• _ABOUT THIS TASK_
Would you print the material exactly, starting at its first line and ending at the line holding "folding katakana onto"?

• _RECORDED DATA_

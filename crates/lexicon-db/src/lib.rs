//! Ingest Japanese lexical sources into normalized, dual-keyed containers.
//!
//! A source is a word dictionary, a name dictionary, a frequency list, a
//! pitch-accent bank, or a user-authored custom dictionary. Every source is
//! loaded by its own ingestion unit into its own [`Container`]; the units run
//! concurrently and share only the string [`Interner`].
//!
//! Records are reachable by both spelling and reading. Keys are normalized by
//! folding katakana onto hiragana ([`normalize`]), so `ネコ`, `ねこ` and `猫`
//! lead to the same word when the dictionary says they should.
//!
//! Callers choose between memory-mapped files or owned buffers at runtime via
//! [`LoadMode`].
//!
//! # Example
//! ```no_run
//! use std::sync::Arc;
//! use lexicon_db::{Engine, Interner, LoadMode, SourceDescriptor, SourceKind};
//!
//! # async fn run() {
//! let engine = Arc::new(Engine::new(Arc::new(Interner::new()), LoadMode::Mmap));
//! let reports = engine
//!     .load_all([
//!         SourceDescriptor::new("jmdict", SourceKind::Words, "/dicts/jmdict"),
//!         SourceDescriptor::new("freq", SourceKind::Frequency, "/dicts/freq.json"),
//!     ])
//!     .await;
//! for report in &reports {
//!     println!("{}: {}", report.source, report.outcome.label());
//! }
//!
//! for record in engine.lookup("jmdict", "ネコ") {
//!     println!("{}", record.spelling());
//! }
//! # }
//! ```
//!
//! For a runnable demo, see `cargo run -p lexicon-db --example stats -- <kind> <path>`.

pub mod container;
pub mod engine;
pub mod error;
pub mod ingest;
pub mod intern;
pub mod normalize;
pub mod parse;
pub mod source;

pub use container::{Container, ContainerBuilder, FrequencyContainer, RecordContainer};
pub use engine::{Engine, SourceHits};
pub use error::{LoadError, ParseError};
pub use ingest::{Ingested, LoadOutcome, LoadReport, SourceIndex, ingest_source};
pub use intern::Interner;
pub use normalize::{normalize, normalized_key};
pub use parse::ParseStats;
pub use source::{LoadMode, SourceDescriptor, SourceKind};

• _EXERCISE RESPONSE_
filename crates/lexicon-db/src/lib.rs
//! Ingest Japanese lexical sources into normalized, dual-keyed containers.
//!
//! A source is a word dictionary, a name dictionary, a frequency list, a
//! pitch-accent bank, or a user-authored custom dictionary. Every source is
//! loaded by its own ingestion unit into its own [`Container`]; the units run
//! concurrently and share only the string [`Interner`].
//!
//! Records are reachable by both spelling and reading. Keys are normalized by
//! folding katakana onto hiragana ([`normalize`]), so `ネコ`, `ねこ` and `猫`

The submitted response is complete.